* **Work task**: Which lines below include "HandlerOutput"? Copy them all.

Stored data

#[cfg(test)]
mod tests {
    use super::*;
    use crate::tools::handler::{HandlerError, HandlerOutput};
    use crate::tools::types::ExecutionContext;

    struct NoopHandler;

    #[async_trait::async_trait]
    impl ToolHandler for NoopHandler {
        async fn execute(
            &self,
            _args: &Map<String, Value>,
            _ctx: &ExecutionContext,
        ) -> Result<HandlerOutput, HandlerError> {
            Ok("ok".into())
        }
    }

    fn read_file_tool() -> Tool {
        Tool::new("read_file", "Read a file", NoopHandler)
            .with_param(Param::string("path", "File path").required())
            .with_param(Param::integer("offset", "Start line").with_default(0))
            .with_param(Param::string("encoding", "Text encoding").with_enum(["utf8", "latin1"]))
            .with_param(Param::array("tags", "Labels", ParamType::String))
    }

    fn args(value: Value) -> Map<String, Value> {
        value.as_object().cloned().unwrap()
    }

    #[test]
    fn test_llm_function_projection() {
        let schema = to_llm_function(&read_file_tool());

        assert_eq!(schema["type"], "function");
        assert_eq!(schema["function"]["name"], "read_file");
        assert_eq!(schema["function"]["parameters"]["type"], "object");

        let props = &schema["function"]["parameters"]["properties"];
        assert_eq!(props.as_object().unwrap().len(), 4);
        assert_eq!(props["path"]["type"], "string");
        assert_eq!(props["offset"]["default"], 0);
        assert_eq!(props["encoding"]["enum"], json!(["utf8", "latin1"]));
        assert_eq!(props["tags"]["items"]["type"], "string");

        let required = schema["function"]["parameters"]["required"].as_array().unwrap();
        assert_eq!(required, &vec![json!("path")]);
    }

    #[test]
    fn test_nested_object_projection() {
        let tool = Tool::new("edit", "Edit", NoopHandler).with_param(Param::object(
            "range",
            "Line range",
            vec![Param::integer("start", "").required(), Param::integer("end", "")],
        ));
        let schema = to_llm_function(&tool);
        let range = &schema["function"]["parameters"]["properties"]["range"];
        assert_eq!(range["type"], "object");
        assert_eq!(range["properties"]["start"]["type"], "integer");
        assert_eq!(range["required"], json!(["start"]));
    }

    #[test]
    fn test_valid_args() {
        let tool = read_file_tool();
        assert!(validate_args(&tool, &args(json!({"path": "a.txt"}))).is_ok());
        assert!(validate_args(
            &tool,
            &args(json!({"path": "a.txt", "offset": 3, "encoding": "utf8", "tags": ["x"]}))
        )
        .is_ok());
    }

    #[test]
    fn test_unknown_parameter() {
        let err = validate_args(&read_file_tool(), &args(json!({"path": "a", "mode": "x"}))).unwrap_err();
        assert_eq!(err.to_string(), "unknown parameter: mode");
    }

    #[test]
    fn test_missing_single_parameter() {
        let err = validate_args(&read_file_tool(), &Map::new()).unwrap_err();
        assert_eq!(err.to_string(), "missing required parameter: path");
    }

    #[test]
    fn test_missing_parameters_are_all_reported() {
        let tool = Tool::new("write_file", "Write", NoopHandler)
            .with_param(Param::string("path", "").required())
            .with_param(Param::string("content", "").required())
            .with_param(Param::boolean("append", ""));
        let err = validate_args(&tool, &args(json!({"append": true}))).unwrap_err();
        assert_eq!(err, ValidationError::MissingParameters(vec!["path".into(), "content".into()]));
        assert_eq!(err.to_string(), "missing required parameters: path, content");
    }

    #[test]
    fn test_null_counts_as_missing() {
        let err = validate_args(&read_file_tool(), &args(json!({"path": null}))).unwrap_err();
        assert_eq!(err.to_string(), "missing required parameter: path");
        assert!(validate_args(&read_file_tool(), &args(json!({"path": "a", "offset": null}))).is_ok());
    }

    #[test]
    fn test_type_mismatch() {
        let err = validate_args(&read_file_tool(), &args(json!({"path": 7}))).unwrap_err();
        assert_eq!(err.to_string(), "invalid type for parameter path: expected string");

        let err = validate_args(&read_file_tool(), &args(json!({"path": "a", "offset": 1.5}))).unwrap_err();
        assert_eq!(err.to_string(), "invalid type for parameter offset: expected integer");

        let err = validate_args(&read_file_tool(), &args(json!({"path": "a", "tags": ["x", 2]}))).unwrap_err();
        assert_eq!(err.to_string(), "invalid type for parameter tags[1]: expected string");
    }

    #[test]
    fn test_number_accepts_integer_and_float() {
        let tool = Tool::new("scale", "Scale", NoopHandler).with_param(Param::number("factor", "").required());
        assert!(validate_args(&tool, &args(json!({"factor": 2}))).is_ok());
        assert!(validate_args(&tool, &args(json!({"factor": 2.5}))).is_ok());
        assert!(validate_args(&tool, &args(json!({"factor": "2"}))).is_err());
    }

    #[test]
    fn test_enum_violation() {
        let err = validate_args(&read_file_tool(), &args(json!({"path": "a", "encoding": "ebcdic"}))).unwrap_err();
        assert!(matches!(err, ValidationError::InvalidValue { .. }));
        assert!(err.to_string().contains("encoding"));
    }

    #[test]
    fn test_nested_object_fields_are_validated() {
        let tool = Tool::new("edit", "Edit", NoopHandler).with_param(
            Param::object(
                "range",
                "Line range",
                vec![Param::integer("start", "").required(), Param::integer("end", "")],
            )
            .required(),
        );

        assert!(validate_args(&tool, &args(json!({"range": {"start": 1, "end": 4}}))).is_ok());

        let err = validate_args(&tool, &args(json!({"range": {"end": 4}}))).unwrap_err();
        assert_eq!(err.to_string(), "missing required parameter: range.start");

        let err = validate_args(&tool, &args(json!({"range": {"start": "one"}}))).unwrap_err();
        assert_eq!(err.to_string(), "invalid type for parameter range.start: expected integer");

        let err = validate_args(&tool, &args(json!({"range": {"start": 1, "step": 2}}))).unwrap_err();
        assert_eq!(err.to_string(), "unknown parameter: range.step");
    }

    #[test]
    fn test_free_form_object_accepts_any_fields() {
        let tool = Tool::new("tag", "Tag", NoopHandler)
            .with_param(Param::new("meta", ParamType::Object, "Arbitrary metadata"));
        assert!(validate_args(&tool, &args(json!({"meta": {"anything": [1, 2]}}))).is_ok());
    }

    #[test]
    fn test_tool_validation() {
        assert!(read_file_tool().validate().is_ok());
        assert!(Tool::new("ReadFile", "", NoopHandler).validate().is_err());
        assert!(Tool::new("", "", NoopHandler).validate().is_err());
        assert!(Tool::new("x", "", NoopHandler)
            .with_param(Param::string("a", ""))
            .with_param(Param::string("a", ""))
            .validate()
            .is_err());
        assert!(Tool::new("x", "", NoopHandler)
            .with_param(Param::new("list", ParamType::Array, ""))
            .validate()
            .is_err());
        assert!(Tool::new("x", "", NoopHandler)
            .with_param(Param::string("bad-name", ""))
            .validate()
            .is_err());
    }

    #[test]
    fn test_param_serde_shape() {
        let param = Param::string("mode", "Mode").with_enum(["a", "b"]).required();
        let value = serde_json::to_value(&param).unwrap();
        assert_eq!(value["type"], "string");
        assert_eq!(value["enum"], json!(["a", "b"]));
        let back: Param = serde_json::from_value(value).unwrap();
        assert_eq!(back, param);
    }
}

* **Written reply**:
    use crate::tools::handler::{HandlerError, HandlerOutput};
        ) -> Result<HandlerOutput, HandlerError> {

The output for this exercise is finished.